Heat is on for building 3D artificial organ tissues


heat profused hydrogel with serpentine channel
Daniel Corbett
A serpentine hydrogel channel infused with tonic water fluoresces under ultraviolet light (left) and an infrared tomography of a heat-perfused hydrogel shows that heat traces the path of fluid flow and dissipates into bulk hydrogel.

Bioengineers are devising a hot new technology to remotely control the positioning and timing of cell functions to build 3-dimensional, artificial, living tissues.

The labs of Kelly Stevens at the UW Medicine Institute of Stem Cell and Regenerative Medicine in Seattle, and Jordan Miller at Rice University in Houston, are collaborating to develop bio-printed, organ-like tissues, such as liver and lung constructs.

The Steven’s lab has the long-term vision of building liver tissues that simulate some of the many, complex functions of the organ. Those artificial tissues could be used to study, for example, how drugs or toxins act on the liver.

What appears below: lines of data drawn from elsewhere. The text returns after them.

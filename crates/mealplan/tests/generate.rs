use mealplan::{MEAL_SLOTS, PlanGenerator, Weekday, WeeklyPlan};
use rand::SeedableRng;
use rand::rngs::StdRng;
use recipe::{MealDay, MealTime, Recipe};
use strum::VariantArray;

fn tagged(title: &str, meal_time: MealTime, meal_day: MealDay) -> Recipe {
    let mut recipe = Recipe::new(title);
    recipe.tags.meal_time = meal_time;
    recipe.tags.meal_day = meal_day;
    recipe
}

fn weekday_lunches(count: usize) -> Vec<Recipe> {
    (0..count)
        .map(|i| tagged(&format!("Lunch {}", i), MealTime::Lunch, MealDay::Weekday))
        .collect()
}

/// Same catalog, same seed: identical plan, run after run.
#[test]
fn generation_is_deterministic_under_a_seeded_rng() {
    let mut catalog = weekday_lunches(4);
    catalog.push(tagged("Omelette", MealTime::Breakfast, MealDay::Weekday));
    catalog.push(tagged("Stew", MealTime::Dinner, MealDay::Weekend));

    let first = PlanGenerator::generate(&catalog, &mut StdRng::seed_from_u64(7));
    let second = PlanGenerator::generate(&catalog, &mut StdRng::seed_from_u64(7));
    assert_eq!(first, second);
}

/// Every assigned slot holds a recipe tagged for that slot and day type.
#[test]
fn assigned_slots_match_meal_time_and_day_type() {
    let mut catalog = Vec::new();
    for meal in [MealTime::Breakfast, MealTime::Lunch, MealTime::Dinner] {
        for day_type in [MealDay::Weekday, MealDay::Weekend] {
            catalog.push(tagged(&format!("{meal} {day_type}"), meal, day_type));
            catalog.push(tagged(&format!("{meal} {day_type} alt"), meal, day_type));
        }
    }

    let plan = PlanGenerator::generate(&catalog, &mut StdRng::seed_from_u64(11));
    for (day, slots) in plan.days() {
        for &meal in &MEAL_SLOTS {
            let recipe = slots.slot(meal).expect("catalog covers every slot");
            assert_eq!(recipe.tags.meal_time, meal);
            assert_eq!(recipe.tags.meal_day, day.day_type());
        }
    }
}

/// With five weekday lunches, Monday..Friday serve five distinct recipes.
#[test]
fn lunches_do_not_repeat_until_the_pool_is_exhausted() {
    let catalog = weekday_lunches(5);

    for seed in 0..20 {
        let plan = PlanGenerator::generate(&catalog, &mut StdRng::seed_from_u64(seed));
        let mut served = Vec::new();
        for day in [
            Weekday::Monday,
            Weekday::Tuesday,
            Weekday::Wednesday,
            Weekday::Thursday,
            Weekday::Friday,
        ] {
            let lunch = plan.slot(day, MealTime::Lunch).expect("lunch assigned");
            assert!(
                !served.contains(&lunch.id),
                "seed {seed}: {} repeated before exhaustion",
                lunch.title
            );
            served.push(lunch.id.clone());
        }
    }
}

/// A pool smaller than the week wraps: three lunches cover five weekdays
/// with no empty slot, and the restarted cycle stays repeat-free.
#[test]
fn exhausted_lunch_pool_wraps_into_a_fresh_cycle() {
    let catalog = weekday_lunches(3);

    for seed in 0..20 {
        let plan = PlanGenerator::generate(&catalog, &mut StdRng::seed_from_u64(seed));
        let served: Vec<_> = [
            Weekday::Monday,
            Weekday::Tuesday,
            Weekday::Wednesday,
            Weekday::Thursday,
            Weekday::Friday,
        ]
        .iter()
        .map(|&day| plan.slot(day, MealTime::Lunch).expect("lunch assigned").id.clone())
        .collect();

        // First cycle: all three distinct.
        assert_ne!(served[0], served[1]);
        assert_ne!(served[0], served[2]);
        assert_ne!(served[1], served[2]);
        // Second cycle starts at Thursday and must not repeat within itself.
        assert_ne!(served[3], served[4]);
    }
}

/// A single lunch recipe is served every matching day; the no-repeat rule
/// never leaves a slot empty.
#[test]
fn single_lunch_recipe_fills_every_weekday() {
    let catalog = weekday_lunches(1);
    let plan = PlanGenerator::generate(&catalog, &mut StdRng::seed_from_u64(3));

    for day in Weekday::VARIANTS {
        let lunch = plan.slot(*day, MealTime::Lunch);
        match day.day_type() {
            MealDay::Weekday => assert_eq!(lunch.unwrap().title, "Lunch 0"),
            _ => assert!(lunch.is_none(), "no weekend lunches exist"),
        }
    }
}

/// Empty catalog: a complete plan of 21 unassigned slots, not an error.
#[test]
fn empty_catalog_yields_an_all_empty_plan() {
    let plan = PlanGenerator::generate(&[], &mut StdRng::seed_from_u64(1));
    assert_eq!(plan, WeeklyPlan::empty());
    assert_eq!(plan.assigned_count(), 0);
}

/// Slots with no matching day type stay unassigned while others fill.
#[test]
fn unmatched_day_types_leave_slots_unassigned() {
    let catalog = vec![tagged("Pancakes", MealTime::Breakfast, MealDay::Weekend)];
    let plan = PlanGenerator::generate(&catalog, &mut StdRng::seed_from_u64(5));

    assert!(plan.slot(Weekday::Monday, MealTime::Breakfast).is_none());
    assert_eq!(
        plan.slot(Weekday::Saturday, MealTime::Breakfast).unwrap().title,
        "Pancakes"
    );
    assert!(plan.slot(Weekday::Saturday, MealTime::Dinner).is_none());
}

/// Plans persist verbatim: serialization round-trips the full grid,
/// including embedded recipe copies and unassigned slots.
#[test]
fn weekly_plan_round_trips_through_json() {
    let mut catalog = weekday_lunches(2);
    catalog.push(tagged("Granola", MealTime::Breakfast, MealDay::Weekend));

    let plan = PlanGenerator::generate(&catalog, &mut StdRng::seed_from_u64(9));
    let json = serde_json::to_string(&plan).unwrap();
    let restored: WeeklyPlan = serde_json::from_str(&json).unwrap();
    assert_eq!(restored, plan);
}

This vital organ is prone to damage from infections, medications, poisons, and common intoxicants, like alcohol. Liver disease affects more than 500 million people worldwide and accounts for more than 2 million deaths each year.

Eventually, researchers would like to be able engineer artificial tissues that could be surgically implanted to take over lost functions of diseased livers.

Stevens is an assistant professor of bioengineering, a department jointly run by the University of Washington College of Engineering and the UW School of Medicine. She also holds an appointment in the Department of Laboratory Medicine and Pathology at the medical school.

She explained that the intricacies of the liver pose hurdles for artificial organ bioengineers. How do you prompt cells to assume their different functional roles and spatial positions as the organ takes shape?

Just as employees in a factory have different responsibilities and work locations, so do groupings of cells within the liver. Liver cells get their job assignments from key genes that, through their protein expression profiles, guide them to their assigned spots to carry out their duties.

How genes respond to cues that shape a cell’s destiny and how this information transfer occurs are becoming better understood. However, getting cells to perform this information transfer on demand has been elusive. This is especially true for complexly organized systems.

“The liver performs hundreds of critical functions,” the researchers noted in their project summary. To do so, there is a division of labor among liver cells.

“Rebuilding liver remains an enormous challenge,” the scientists said. The field is not yet able to create small features, such as the distinct metabolic zones found in natural livers. The researchers also noted that, to build a liver, their field must better understand how the organ is assembled and its physiology regulated by gene expression in cells.

In the Sept. 30 Science Advances, Stevens, and UW bioengineering graduate student Daniel Corbett, along with their collaborators at Rice University, report their latest bio-printed creation. It is a thermofluidic technology that generates patterns that imitate the genetic profiles found in human livers.

infrared tomography of heat profused hydroggel

Infrared tomography of hydrogel perfused by cube thermofluid channel. Credit: Daniel Corbett

They designed the 3-D printed fluid systems to supply penetrating heat. The energy from these systems – like miniature versions of steam-heat radiators in older apartments — allows the researchers to manipulate the genetic wiring of cells deep inside artificial tissues.

The technology uses thermal patterns to trigger gene expression. The transfer of warmth from printed networks within the tissues activates the embedded cells’ transgenes, which are heat-inducible.

These manipulations could reveal how genetic patterning inside different cells drives the segregation of tissues and various liver functions. This knowledge could, in the future, not only suggest ideas for sculpting new, working organs from stem cells, but also for remotely managing implanted organ tissues to achieve a desired therapeutic response.

The researchers call their technology Heat Exchangers for Actuation of Transcription, or HEAT. The pathways they activated in their latest project are part of the Wnt signaling networks, which, the researchers explain, are important for regulating the development, maintenance and regeneration of body tissues throughout the animal kingdom.

“What I love about HEAT is that it’s an independent way to control gene expression compared to the other tools generally available for mammalian gene activation, sucha as those that rely on chemicals or light,” Miller said. “The elegance of HEAT is that we used mass transfer with flow to deliver the heat transfer. This works so well because both phenomena follow similar physical transfer laws.”

While their reported findings show the potential of HEAT, the researchers said they encountered limitations in fully controlling the timing and location of heat delivery by their first-generation system.

They researchers think design modifications might overcome some of the present limitations. This approach could also be coupled with other progress in tissue engineering.

They hope that further advances toward solving the enigma of stimulating the gene circuits of cells inside 3D tissues will, the reserchers write in their paper, “accelerate the development of artificial liver tissues models that could broadly impact basic and translational human biomedicine.” They said they believe such advances will create new avenues for biomanufacturing of 3D tissues and organs.